In this paper, Cong and Zhang introduce a new approach for behavioral scheduling that is scalable, efficient, and relatively simple based on a “system of difference constraints”. This ILP formulation can handle a large variety of different optimization constraints, including data and resource constraints, frequency and relative timing constraints, latency constraints and more. The LP formulation guarantees an integer solution and the authors prove that their ILP formulation was specifically designed to allow it to be solved in polynomial time, providing a high-quality solution much faster than previous ILP schedulers. The authors also demonstrate scheduling results that are superior to the state of the art academic behavioral system at the time of the publication.
In the past 16 years since this has been published, this scheduling approach has become widely used in modern HLS tools, and has enabled these tools to provide fast, high-quality, and scalable scheduling solutions.

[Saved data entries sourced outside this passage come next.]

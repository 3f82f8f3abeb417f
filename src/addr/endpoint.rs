use std::borrow::Cow;
use std::fmt;
use std::net::ToSocketAddrs;
use std::str::FromStr;

use crate::error::{Cause, SocketError};

use super::{Family, FromSockAddr, SocketAddrV4, SocketAddrV6, ToSockAddr, UnixAddr};

/// Where a socket binds or connects.
///
/// Textual forms accepted by [`Endpoint::parse`]:
///
/// ```text
/// unix:/run/app.sock   Unix path
/// /run/app.sock        Unix path
/// unix:@app            abstract Unix name
/// 127.0.0.1:80         IPv4
/// [::1]:80             IPv6
/// localhost:80         host name, resolved on bind or connect
/// ```
#[derive(Debug, Clone, PartialEq, Eq, Hash)]
pub enum Endpoint {
	Unix(UnixAddr),
	V4(SocketAddrV4),
	V6(SocketAddrV6),
	/// Not looked up yet; see [`Endpoint::resolve`].
	Host { host: String, port: u16 },
}

impl Endpoint {
	pub fn parse(text: &str) -> Result<Self, SocketError> {
		let text = text.trim();
		let fail = |cause: Cause| SocketError::Address { addr: text.to_string(), cause };

		if let Some(rest) = text.strip_prefix("unix:") {
			let addr = match rest.strip_prefix('@') {
				Some(name) => UnixAddr::abstract_socket(name),
				None => UnixAddr::from_path(rest),
			};
			return Self::checked_unix(addr).map_err(fail);
		}
		if text.starts_with('/') {
			return Self::checked_unix(UnixAddr::from_path(text)).map_err(fail);
		}
		if let Ok(addr) = text.parse::<std::net::SocketAddr>() {
			return Ok(addr.into());
		}

		// Anything left is host:port, looked up later.
		let bad = || fail(Cause::Unresolved { reason: "expected host:port".into() });
		let (host, port) = text.rsplit_once(':').ok_or_else(bad)?;
		if host.is_empty() || host.contains(':') {
			return Err(bad());
		}
		let port = port.parse::<u16>().map_err(|_| bad())?;
		Ok(Endpoint::Host { host: host.to_string(), port })
	}

	/// Looks a host name up through the system resolver and picks the first
	/// address of `family`. Other endpoints come back unchanged.
	pub fn resolve(&self, family: Family) -> Result<Cow<'_, Endpoint>, SocketError> {
		let Endpoint::Host { host, port } = self else {
			return Ok(Cow::Borrowed(self));
		};
		let fail = |cause: Cause| SocketError::Address { addr: self.to_string(), cause };
		if family == Family::Unix {
			return Err(fail(Cause::FamilyMismatch));
		}

		let found = (host.as_str(), *port)
			.to_socket_addrs()
			.map_err(|e| fail(Cause::Unresolved { reason: e.to_string() }))?
			.map(Endpoint::from)
			.find(|addr| addr.family() == Some(family))
			.ok_or_else(|| fail(Cause::Unresolved { reason: format!("no {} address", family) }))?;
		tracing::trace!(host = %host, resolved = %found, "host resolved");
		Ok(Cow::Owned(found))
	}

	fn checked_unix(addr: UnixAddr) -> Result<Self, Cause> {
		if addr.to_raw().is_none() {
			return Err(Cause::AddressTooLong);
		}
		Ok(Endpoint::Unix(addr))
	}

	/// `None` for a host name until it is resolved.
	pub fn family(&self) -> Option<Family> {
		match self {
			Endpoint::Unix(_) => Some(Family::Unix),
			Endpoint::V4(_) => Some(Family::Ipv4),
			Endpoint::V6(_) => Some(Family::Ipv6),
			Endpoint::Host { .. } => None,
		}
	}

	/// Port of an IP endpoint.
	pub fn port(&self) -> Option<u16> {
		match self {
			Endpoint::Unix(_) => None,
			Endpoint::V4(addr) => Some(addr.port()),
			Endpoint::V6(addr) => Some(addr.port()),
			Endpoint::Host { port, .. } => Some(*port),
		}
	}

	pub fn as_unix(&self) -> Option<&UnixAddr> {
		match self {
			Endpoint::Unix(addr) => Some(addr),
			_ => None,
		}
	}

	/// Decodes what getsockname/getpeername/accept wrote into `storage`.
	pub(crate) fn from_storage(storage: &libc::sockaddr_storage, len: libc::socklen_t) -> Option<Self> {
		let ptr = storage as *const libc::sockaddr_storage as *const libc::sockaddr;
		// SAFETY: sockaddr_storage is large enough for every family below.
		unsafe {
			match storage.ss_family as libc::c_int {
				libc::AF_UNIX => UnixAddr::from_sockaddr(ptr, len).map(Endpoint::Unix),
				libc::AF_INET => SocketAddrV4::from_sockaddr(ptr, len).map(Endpoint::V4),
				libc::AF_INET6 => SocketAddrV6::from_sockaddr(ptr, len).map(Endpoint::V6),
				_ => None,
			}
		}
	}
}

impl ToSockAddr for Endpoint {
	fn with_raw<F, R>(&self, f: F) -> Option<R>
	where
		F: FnOnce(*const libc::sockaddr, libc::socklen_t) -> R,
	{
		match self {
			Endpoint::Unix(addr) => addr.with_raw(f),
			Endpoint::V4(addr) => addr.with_raw(f),
			Endpoint::V6(addr) => addr.with_raw(f),
			Endpoint::Host { .. } => None,
		}
	}
}

impl From<std::net::SocketAddr> for Endpoint {
	fn from(addr: std::net::SocketAddr) -> Self {
		match addr {
			std::net::SocketAddr::V4(v4) => Endpoint::V4(v4.into()),
			std::net::SocketAddr::V6(v6) => Endpoint::V6(v6.into()),
		}
	}
}

impl From<UnixAddr> for Endpoint {
	fn from(addr: UnixAddr) -> Self {
		Endpoint::Unix(addr)
	}
}

impl From<SocketAddrV4> for Endpoint {
	fn from(addr: SocketAddrV4) -> Self {
		Endpoint::V4(addr)
	}
}

impl From<SocketAddrV6> for Endpoint {
	fn from(addr: SocketAddrV6) -> Self {
		Endpoint::V6(addr)
	}
}

impl FromStr for Endpoint {
	type Err = SocketError;

	fn from_str(s: &str) -> Result<Self, Self::Err> {
		Endpoint::parse(s)
	}
}

impl fmt::Display for Endpoint {
	fn fmt(&self, f: &mut fmt::Formatter<'_>) -> fmt::Result {
		match self {
			Endpoint::Unix(addr) => fmt::Display::fmt(addr, f),
			Endpoint::V4(addr) => fmt::Display::fmt(addr, f),
			Endpoint::V6(addr) => fmt::Display::fmt(addr, f),
			Endpoint::Host { host, port } => write!(f, "{}:{}", host, port),
		}
	}
}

The SDC scheduling approach has served as the basis for many subsequent works, including research work that has focused on pipelined modulo scheduling [1], scalable optimal scheduling [2], specialized HLS schedulers and more, and continues to be used in many of the latest HLS research papers.
[1] A. Canis, S. D. Brown and J. H. Anderson, “Modulo SDC scheduling with recurrence minimization in high-level synthesis,” 2014 24th International Conference on Field Programmable Logic and Applications (FPL), 2014, pp. 1-8, doi: 10.1109/FPL.2014.6927490.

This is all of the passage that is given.